Bogor, (Antara Megapolitan) - Kementerian Lingkungan Hidup dan Kehutanan menggandeng Country Director UNDP Indonesia dalam proyek peningkatan sistem kawasan konservasi hutan di Sulawesi untuk pelestarian keanekaragaman hayati.
"EPASS merupakan proyek bantuan luar negeri yang dirancang guna membantu KLHK, khususnya pembangunan konservasi di Sulawesi," kata Direktur Konservasi Sumber Daya ALam Direktorat Jenderal Konservasi Sumber Daya Alam dan Konservasi (KSDAE) Bambang Danohaji dalam Lokakarya Awal Enhanching the Protected Area System in Sulawesi for Biordiversity Conservation (EPASS) di Novotel Kabupaten Bogor, Jawa Barat, Kamis.
Bambang mengatakan, proyek EPASS diinisiasi sejak 2011 dan telah mendapat dukungan pendaan dari Global Environment Facility (GEF) sebesar USD 6.265.000,- untuk jangka waktu lima tahun.

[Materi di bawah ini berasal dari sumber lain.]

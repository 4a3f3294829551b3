//! # table-pager
//!
//! A client for REST table endpoints that paginate with continuation
//! links, in the style of mobile-backend services
//! (`GET /tables/person?$top=10`).
//!
//! ## Features
//!
//! - **Continuation Following**: `Link` header or wrapped `nextLink` body
//! - **Lazy Draining**: single-pass item streams over any number of pages
//! - **Point Lookups**: fetch by id, guaranteed non-paginated
//! - **Table Operations**: insert, delete and clear
//! - **Aggregates**: count, sum and mean over received items
//!
//! ## Quick Start
//!
//! ```rust,ignore
//! use futures::TryStreamExt;
//! use table_pager::{ReaderConfig, Result, Summary};
//!
//! #[tokio::main]
//! async fn main() -> Result<()> {
//!     let config = ReaderConfig::load("table-pager.yaml")?;
//!     let table = config.build_table(Some("person"))?;
//!
//!     // Walk page by page
//!     let mut cursor = table.pages::<serde_json::Value>(10).await?;
//!     while let Some(page) = cursor.next().await? {
//!         println!("{} items", page.len());
//!     }
//!
//!     // Or aggregate the whole table
//!     let ages = Summary::collect(table.read(10), "age").await?;
//!     println!("average age {:?}", ages.mean());
//!     Ok(())
//! }
//! ```
//!
//! ## Architecture
//!
//! ```text
//! ┌────────────────────────────────────────────────────────┐
//! │  TableClient: read · pages · lookup · insert · clear   │
//! └───────────────────────────┬────────────────────────────┘
//!                             │
//! ┌───────────────────────────┴────────────────────────────┐
//! │  PageReader: open → Cursor::next → … → drain (Stream)  │
//! ├──────────────────────────┬─────────────────────────────┤
//! │  LinkHeaderStrategy      │  BodyFieldStrategy          │
//! └──────────────────────────┴─────────────────────────────┘
//!                             │
//! ┌───────────────────────────┴────────────────────────────┐
//! │  HttpClient: app key · retry/backoff · rate limit      │
//! └────────────────────────────────────────────────────────┘
//! ```

#![warn(clippy::all)]
#![warn(clippy::pedantic)]
#![allow(clippy::module_name_repetitions)]
#![allow(clippy::missing_errors_doc)]
#![allow(clippy::missing_panics_doc)]
#![allow(clippy::doc_markdown)]

// ============================================================================
// Module declarations
// ============================================================================

/// Error types
pub mod error;

/// Common types and type aliases
pub mod types;

/// HTTP client with retry and rate limiting
pub mod http;

/// Continuation-link pagination
pub mod pagination;

/// Table operations
pub mod table;

/// Aggregates over drained items
pub mod summary;

/// YAML configuration
pub mod config;

/// Command-line interface
pub mod cli;

// ============================================================================
// Re-exports
// ============================================================================

pub use config::ReaderConfig;
pub use error::{Error, Result};
pub use pagination::{Continuation, ContinuationShape, Cursor, Page, PageReader};
pub use summary::Summary;
pub use table::TableClient;

/// Crate version
pub const VERSION: &str = env!("CARGO_PKG_VERSION");
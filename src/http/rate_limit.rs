//! Client-side throttle in front of every request attempt

use governor::clock::DefaultClock;
use governor::middleware::NoOpMiddleware;
use governor::state::{InMemoryState, NotKeyed};
use governor::{Quota, RateLimiter as Governor};
use serde::{Deserialize, Serialize};
use std::num::NonZeroU32;
use std::sync::Arc;

/// Requests per second and burst size; either may be omitted in YAML
#[derive(Debug, Clone, PartialEq, Eq, Serialize, Deserialize)]
#[serde(default)]
pub struct RateLimiterConfig {
    /// Sustained rate; 0 is treated as 1
    pub requests_per_second: u32,
    /// Requests allowed back to back before the rate applies; 0 is treated as 1
    pub burst_size: u32,
}

impl Default for RateLimiterConfig {
    fn default() -> Self {
        Self {
            requests_per_second: 10,
            burst_size: 10,
        }
    }
}

impl RateLimiterConfig {
    pub fn new(requests_per_second: u32, burst_size: u32) -> Self {
        Self {
            requests_per_second,
            burst_size,
        }
    }
}

/// Governor token bucket; clones share the same bucket
#[derive(Clone)]
pub struct RateLimiter {
    limiter: Arc<Governor<NotKeyed, InMemoryState, DefaultClock, NoOpMiddleware>>,
}

impl RateLimiter {
    pub fn new(config: &RateLimiterConfig) -> Self {
        let per_second = NonZeroU32::new(config.requests_per_second).unwrap_or(NonZeroU32::MIN);
        let burst = NonZeroU32::new(config.burst_size).unwrap_or(NonZeroU32::MIN);
        let quota = Quota::per_second(per_second).allow_burst(burst);

        Self {
            limiter: Arc::new(Governor::direct(quota)),
        }
    }

    /// Park until a token is available
    pub async fn wait(&self) {
        self.limiter.until_ready().await;
    }

    /// Take a token if one is free, without waiting
    pub fn try_acquire(&self) -> bool {
        self.limiter.check().is_ok()
    }
}

impl std::fmt::Debug for RateLimiter {
    fn fmt(&self, f: &mut std::fmt::Formatter<'_>) -> std::fmt::Result {
        f.debug_struct("RateLimiter").finish()
    }
}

Bantuan proyek hibah tersebut, lanjut Bambang, diharapkan dapat berkontribusi terhadap peningkatan efektivitas pengelolaan kawasan konservasi, pendanaan yang berkelanjutan, penurunan laju kerusakan hutan dan perbaikan tata kelola kerja sama pengelolaan kawasan konservasi dengan masyarakat.

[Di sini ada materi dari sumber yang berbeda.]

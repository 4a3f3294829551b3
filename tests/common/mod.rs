//! In-memory table service for integration tests
//!
//! Serves `/tables/person` the way a mobile-backend table does: `$top` and
//! `$skip` paging, continuation links in a `Link` header or a wrapped body,
//! point lookups by id, inserts and deletes.

#![allow(dead_code)]

use serde_json::{json, Value};
use std::sync::{Arc, Mutex};
use table_pager::http::{HttpClient, HttpClientConfig, APP_KEY_HEADER};
use table_pager::pagination::{ContinuationShape, PageReader};
use table_pager::TableClient;
use wiremock::matchers::path_regex;
use wiremock::{Mock, MockServer, Request, Respond, ResponseTemplate};

pub const APP_KEY: &str = "bNmUnQlSgxtzFGFnDRUljypFfHbLLa98";
pub const ROW_NUMBER_OFFSET: usize = 1000;
const COLLECTION: &str = "/tables/person";

/// How the fake service advertises the next page
#[derive(Debug, Clone, Copy, PartialEq, Eq)]
pub enum Wire {
    /// `Link: <uri>; rel=next` header over a bare array
    Link,
    /// `{"results": [...], "nextLink": ...}`
    Body,
}

impl Wire {
    pub fn shape(self) -> ContinuationShape {
        match self {
            Wire::Link => ContinuationShape::link_header(),
            Wire::Body => ContinuationShape::body_field(),
        }
    }
}

/// Deterministic person records
pub fn people(count: usize) -> Vec<Value> {
    (0..count)
        .map(|i| {
            json!({
                "id": format!("partition,row{}", ROW_NUMBER_OFFSET + i),
                "name": format!("person {i}"),
                "age": 18 + (i * 37) % 62,
            })
        })
        .collect()
}

#[derive(Clone)]
pub struct MemoryTable {
    items: Arc<Mutex<Vec<Value>>>,
    wire: Wire,
    /// Advertise a next link whenever a page comes back full, even if it
    /// was the last one
    eager_links: bool,
}

impl MemoryTable {
    pub fn new(items: Vec<Value>, wire: Wire) -> Self {
        Self {
            items: Arc::new(Mutex::new(items)),
            wire,
            eager_links: false,
        }
    }

    #[must_use]
    pub fn eager_links(mut self) -> Self {
        self.eager_links = true;
        self
    }

    pub fn len(&self) -> usize {
        self.items.lock().unwrap().len()
    }

    pub async fn start(self) -> (MockServer, Self) {
        let server = MockServer::start().await;
        Mock::given(path_regex(r"^/tables/person(/.*)?$"))
            .respond_with(self.clone())
            .mount(&server)
            .await;
        (server, self)
    }

    fn list(&self, request: &Request) -> ResponseTemplate {
        let tops: Vec<usize> = query_values(request, "$top");
        if tops.len() > 1 {
            return ResponseTemplate::new(400).set_body_string("duplicate $top");
        }
        let top = tops.first().copied().unwrap_or(50);
        let skip = query_values(request, "$skip").first().copied().unwrap_or(0);

        let items = self.items.lock().unwrap();
        let start = skip.min(items.len());
        let end = skip.saturating_add(top).min(items.len());
        let page: Vec<Value> = items[start..end].to_vec();

        let has_more = if self.eager_links {
            top > 0 && page.len() == top
        } else {
            top > 0 && skip + top < items.len()
        };
        let next = has_more.then(|| {
            request
                .url
                .join(&format!("{COLLECTION}?$top={top}&$skip={}", skip + top))
                .unwrap()
                .to_string()
        });

        match self.wire {
            Wire::Link => {
                let mut response = ResponseTemplate::new(200).set_body_json(&page);
                if let Some(next) = next {
                    response =
                        response.insert_header("Link", format!("{next}; rel=next").as_str());
                }
                response
            }
            Wire::Body => ResponseTemplate::new(200).set_body_json(json!({
                "results": page,
                "nextLink": next,
            })),
        }
    }

    fn lookup(&self, id: &str) -> ResponseTemplate {
        let items = self.items.lock().unwrap();
        match items.iter().find(|item| item["id"] == id) {
            Some(item) => ResponseTemplate::new(200).set_body_json(item),
            None => ResponseTemplate::new(404).set_body_string("not found"),
        }
    }

    fn insert(&self, request: &Request) -> ResponseTemplate {
        let Ok(item) = serde_json::from_slice::<Value>(&request.body) else {
            return ResponseTemplate::new(400);
        };
        self.items.lock().unwrap().push(item.clone());
        ResponseTemplate::new(201).set_body_json(item)
    }

    fn delete(&self, id: &str) -> ResponseTemplate {
        let mut items = self.items.lock().unwrap();
        let before = items.len();
        items.retain(|item| item["id"] != id);
        if items.len() == before {
            ResponseTemplate::new(404)
        } else {
            ResponseTemplate::new(204)
        }
    }
}

impl Respond for MemoryTable {
    fn respond(&self, request: &Request) -> ResponseTemplate {
        let key = request
            .headers
            .get(APP_KEY_HEADER)
            .and_then(|v| v.to_str().ok());
        if key != Some(APP_KEY) {
            return ResponseTemplate::new(401).set_body_string("missing application key");
        }

        let id = request
            .url
            .path()
            .strip_prefix(COLLECTION)
            .and_then(|rest| rest.strip_prefix('/'))
            .map(str::to_string);

        match (request.method.as_str(), id) {
            ("GET", None) => self.list(request),
            ("GET", Some(id)) => self.lookup(&id),
            ("POST", None) => self.insert(request),
            ("DELETE", Some(id)) => self.delete(&id),
            _ => ResponseTemplate::new(405),
        }
    }
}

fn query_values(request: &Request, key: &str) -> Vec<usize> {
    request
        .url
        .query_pairs()
        .filter(|(k, _)| k == key)
        .filter_map(|(_, v)| v.parse().ok())
        .collect()
}

/// Collection GETs the server has seen
pub async fn collection_requests(server: &MockServer) -> usize {
    server
        .received_requests()
        .await
        .unwrap_or_default()
        .iter()
        .filter(|r| r.method.as_str() == "GET" && r.url.path() == COLLECTION)
        .count()
}

pub fn http_client(app_key: Option<&str>) -> HttpClient {
    let mut builder = HttpClientConfig::builder().max_retries(0).no_rate_limit();
    if let Some(key) = app_key {
        builder = builder.app_key(key);
    }
    HttpClient::with_config(builder.build()).unwrap()
}

pub fn reader(wire: Wire) -> PageReader {
    PageReader::new(http_client(Some(APP_KEY)), &wire.shape())
}

pub fn table(server: &MockServer, wire: Wire) -> TableClient {
    TableClient::new(reader(wire), &server.uri(), "person").unwrap()
}

pub fn endpoint(server: &MockServer) -> String {
    format!("{}{COLLECTION}", server.uri())
}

"Pengelolaan sehari-hari kegiatan proyek ini akan ditangani oleh Project Management Unit (PMU) yang berada di bawah pembinaan Direktorat KKH dan tiga unit pelaksana teknis yang menjadi lokasi demonstraksi proyek," katanya.

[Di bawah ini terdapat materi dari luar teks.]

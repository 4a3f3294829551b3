//! Transport for the reader and the table client
//!
//! Every request carries the default headers (the application key among
//! them), waits on the rate limiter, and is retried per the configured
//! backoff. Whatever status the caller finally sees, if it is not a
//! success it arrives as [`Error::Transport`].

use super::rate_limit::{RateLimiter, RateLimiterConfig};
use crate::error::{Error, Result};
use crate::types::{BackoffType, StringMap};
use reqwest::header::RETRY_AFTER;
use reqwest::{Client, Method, Response, StatusCode};
use serde_json::Value;
use std::time::Duration;
use tracing::{debug, warn};

/// Header carrying the service application key
pub const APP_KEY_HEADER: &str = "X-ZUMO-APPLICATION";

/// Transport settings shared by every request
#[derive(Debug, Clone)]
pub struct HttpClientConfig {
    /// Prefix for request paths that are not absolute URLs
    pub base_url: Option<String>,
    /// Per-attempt timeout
    pub timeout: Duration,
    /// Extra attempts after the first; 0 sends each request once
    pub max_retries: u32,
    /// Delay before the first retry
    pub initial_backoff: Duration,
    /// Upper bound on any backoff delay
    pub max_backoff: Duration,
    pub backoff_type: BackoffType,
    /// Token bucket in front of every attempt; `None` disables it
    pub rate_limit: Option<RateLimiterConfig>,
    /// Headers sent with every request
    pub default_headers: StringMap,
    pub user_agent: String,
}

impl Default for HttpClientConfig {
    fn default() -> Self {
        Self {
            base_url: None,
            timeout: Duration::from_secs(30),
            max_retries: 3,
            initial_backoff: Duration::from_millis(100),
            max_backoff: Duration::from_secs(60),
            backoff_type: BackoffType::Exponential,
            rate_limit: Some(RateLimiterConfig::default()),
            default_headers: StringMap::new(),
            user_agent: format!("table-pager/{}", env!("CARGO_PKG_VERSION")),
        }
    }
}

impl HttpClientConfig {
    pub fn builder() -> HttpClientConfigBuilder {
        HttpClientConfigBuilder::default()
    }
}

/// Fluent setter chain over [`HttpClientConfig`] defaults
#[derive(Default)]
pub struct HttpClientConfigBuilder {
    config: HttpClientConfig,
}

impl HttpClientConfigBuilder {
    pub fn base_url(mut self, url: impl Into<String>) -> Self {
        self.config.base_url = Some(url.into());
        self
    }

    pub fn timeout(mut self, timeout: Duration) -> Self {
        self.config.timeout = timeout;
        self
    }

    pub fn max_retries(mut self, retries: u32) -> Self {
        self.config.max_retries = retries;
        self
    }

    /// Delay curve between attempts, capped at `max`
    pub fn backoff(mut self, backoff_type: BackoffType, initial: Duration, max: Duration) -> Self {
        self.config.backoff_type = backoff_type;
        self.config.initial_backoff = initial;
        self.config.max_backoff = max;
        self
    }

    pub fn rate_limit(mut self, config: RateLimiterConfig) -> Self {
        self.config.rate_limit = Some(config);
        self
    }

    pub fn no_rate_limit(mut self) -> Self {
        self.config.rate_limit = None;
        self
    }

    /// Send `key: value` with every request
    pub fn header(mut self, key: impl Into<String>, value: impl Into<String>) -> Self {
        self.config.default_headers.insert(key.into(), value.into());
        self
    }

    /// Send the service application key with every request
    pub fn app_key(self, key: impl Into<String>) -> Self {
        self.header(APP_KEY_HEADER, key)
    }

    pub fn user_agent(mut self, agent: impl Into<String>) -> Self {
        self.config.user_agent = agent.into();
        self
    }

    pub fn build(self) -> HttpClientConfig {
        self.config
    }
}

/// Per-request additions and overrides
#[derive(Debug, Clone, Default)]
pub struct RequestConfig {
    /// Appended to the URL's own query
    pub query: StringMap,
    /// Sent after the default headers
    pub headers: StringMap,
    pub body: Option<Value>,
    pub timeout: Option<Duration>,
    pub max_retries: Option<u32>,
}

impl RequestConfig {
    pub fn new() -> Self {
        Self::default()
    }

    #[must_use]
    pub fn query(mut self, key: impl Into<String>, value: impl Into<String>) -> Self {
        self.query.insert(key.into(), value.into());
        self
    }

    #[must_use]
    pub fn header(mut self, key: impl Into<String>, value: impl Into<String>) -> Self {
        self.headers.insert(key.into(), value.into());
        self
    }

    #[must_use]
    pub fn json(mut self, body: Value) -> Self {
        self.body = Some(body);
        self
    }

    #[must_use]
    pub fn timeout(mut self, timeout: Duration) -> Self {
        self.timeout = Some(timeout);
        self
    }

    #[must_use]
    pub fn retries(mut self, retries: u32) -> Self {
        self.max_retries = Some(retries);
        self
    }
}

/// Cheap to clone; clones share the connection pool and the rate limiter
#[derive(Clone)]
pub struct HttpClient {
    client: Client,
    config: HttpClientConfig,
    rate_limiter: Option<RateLimiter>,
}

impl HttpClient {
    pub fn new() -> Result<Self> {
        Self::with_config(HttpClientConfig::default())
    }

    pub fn with_config(config: HttpClientConfig) -> Result<Self> {
        let client = Client::builder()
            .timeout(config.timeout)
            .user_agent(&config.user_agent)
            .build()?;

        let rate_limiter = config.rate_limit.as_ref().map(RateLimiter::new);

        Ok(Self {
            client,
            config,
            rate_limiter,
        })
    }

    pub fn config(&self) -> &HttpClientConfig {
        &self.config
    }

    pub async fn get(&self, url: &str) -> Result<Response> {
        self.request(Method::GET, url, RequestConfig::default())
            .await
    }

    pub async fn get_with_config(&self, url: &str, config: RequestConfig) -> Result<Response> {
        self.request(Method::GET, url, config).await
    }

    /// POST `body` as JSON
    pub async fn post(&self, url: &str, body: Value) -> Result<Response> {
        self.request(Method::POST, url, RequestConfig::default().json(body))
            .await
    }

    pub async fn delete(&self, url: &str) -> Result<Response> {
        self.request(Method::DELETE, url, RequestConfig::default())
            .await
    }

    /// Send a request, retrying up to `max_retries` times
    ///
    /// Timeouts, connect failures and 429/5xx statuses are retried. A 429
    /// with a seconds-valued `Retry-After` waits that long, anything else
    /// waits the backoff delay. The last failure is returned as-is.
    pub async fn request(
        &self,
        method: Method,
        url: &str,
        config: RequestConfig,
    ) -> Result<Response> {
        let full_url = self.build_url(url);
        let max_retries = config.max_retries.unwrap_or(self.config.max_retries);
        let timeout = config.timeout.unwrap_or(self.config.timeout);
        let mut attempt = 0;

        loop {
            if let Some(ref limiter) = self.rate_limiter {
                limiter.wait().await;
            }

            let failure = match self.send_once(&method, &full_url, &config, timeout).await {
                Ok(response) if response.status().is_success() => {
                    debug!("{} {} -> {}", method, response.url(), response.status());
                    return Ok(response);
                }
                Ok(response) => Failure::from_response(response).await,
                Err(e) => Failure::from_send(e, timeout),
            };

            if !failure.retryable || attempt >= max_retries {
                return Err(failure.error);
            }

            let delay = failure
                .retry_after
                .unwrap_or_else(|| self.calculate_backoff(attempt));
            warn!(
                "{} {} failed ({}), attempt {}/{}, retrying in {:?}",
                method,
                full_url,
                failure.error,
                attempt + 1,
                max_retries + 1,
                delay
            );
            tokio::time::sleep(delay).await;
            attempt += 1;
        }
    }

    async fn send_once(
        &self,
        method: &Method,
        url: &str,
        config: &RequestConfig,
        timeout: Duration,
    ) -> reqwest::Result<Response> {
        let mut req = self.client.request(method.clone(), url).timeout(timeout);

        for (key, value) in self.config.default_headers.iter().chain(&config.headers) {
            req = req.header(key.as_str(), value.as_str());
        }
        if !config.query.is_empty() {
            req = req.query(&config.query);
        }
        if let Some(ref body) = config.body {
            req = req.json(body);
        }

        req.send().await
    }

    pub fn has_rate_limiter(&self) -> bool {
        self.rate_limiter.is_some()
    }

    /// Absolute URLs pass through; paths are joined onto `base_url`
    pub(crate) fn build_url(&self, path: &str) -> String {
        if path.starts_with("http://") || path.starts_with("https://") {
            return path.to_string();
        }

        match &self.config.base_url {
            Some(base) => {
                let base = base.trim_end_matches('/');
                let path = path.trim_start_matches('/');
                format!("{base}/{path}")
            }
            None => path.to_string(),
        }
    }

    /// Delay after the zero-based `attempt` failed
    pub fn calculate_backoff(&self, attempt: u32) -> Duration {
        let delay = match self.config.backoff_type {
            BackoffType::Constant => self.config.initial_backoff,
            BackoffType::Linear => self.config.initial_backoff * (attempt + 1),
            BackoffType::Exponential => {
                let factor = 2u32.saturating_pow(attempt);
                self.config.initial_backoff * factor
            }
        };

        std::cmp::min(delay, self.config.max_backoff)
    }
}

impl std::fmt::Debug for HttpClient {
    fn fmt(&self, f: &mut std::fmt::Formatter<'_>) -> std::fmt::Result {
        f.debug_struct("HttpClient")
            .field("base_url", &self.config.base_url)
            .field("max_retries", &self.config.max_retries)
            .field("has_rate_limiter", &self.rate_limiter.is_some())
            .finish_non_exhaustive()
    }
}

/// A failed attempt and whether it is worth another try
struct Failure {
    error: Error,
    retryable: bool,
    retry_after: Option<Duration>,
}

impl Failure {
    async fn from_response(response: Response) -> Self {
        let status = response.status();
        let retry_after = if status == StatusCode::TOO_MANY_REQUESTS {
            retry_after(&response)
        } else {
            None
        };

        let url = response.url().to_string();
        let body = response.text().await.unwrap_or_default();
        let error = Error::transport(status.as_u16(), url, body);
        Self {
            retryable: error.is_retryable(),
            error,
            retry_after,
        }
    }

    fn from_send(e: reqwest::Error, timeout: Duration) -> Self {
        if e.is_timeout() {
            return Self {
                error: Error::Timeout {
                    timeout_ms: timeout.as_millis() as u64,
                },
                retryable: true,
                retry_after: None,
            };
        }

        Self {
            retryable: e.is_connect(),
            error: Error::Http(e),
            retry_after: None,
        }
    }
}

/// Delay requested by a `Retry-After` header given in seconds
///
/// HTTP-date values are ignored and fall back to the backoff delay.
fn retry_after(response: &Response) -> Option<Duration> {
    response
        .headers()
        .get(RETRY_AFTER)
        .and_then(|v| v.to_str().ok())
        .and_then(|s| s.trim().parse().ok())
        .map(Duration::from_secs)
}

Bambangan mengatakan, proyek tersebut ada di tiga lokasi yakni Balai Besar Taman Nasional Lore Lindu, Balai Taman Nasional Bogani Nani Wartabone dan Balai BKSDA Sulawesi Utara.
"Pelaksanaan proyek EPASS telah dimulai sejak April 2015 dan kelanjutannya akan dibahas dalam kegiatan lokakarya awal yang berlangsung selama dua hari ini Bogor (19-20 November)," kata Bambang.
Sekretaris Dirjen KSDAE, Novianto Bambang Wawandono menyebutkan Pulau Sulawesi sebagai salah satu bagian dari kawasan Wallacea yang dikenal dengan flora dan fauna dari perpaduan jenis biota Asia dan Australia, sehingga menjadikan Sulawesi sebagai salah satu kawasan ekoregion yang kaya akan sumber daya alam hayati dan globally significant dari sudut pandang konservasi.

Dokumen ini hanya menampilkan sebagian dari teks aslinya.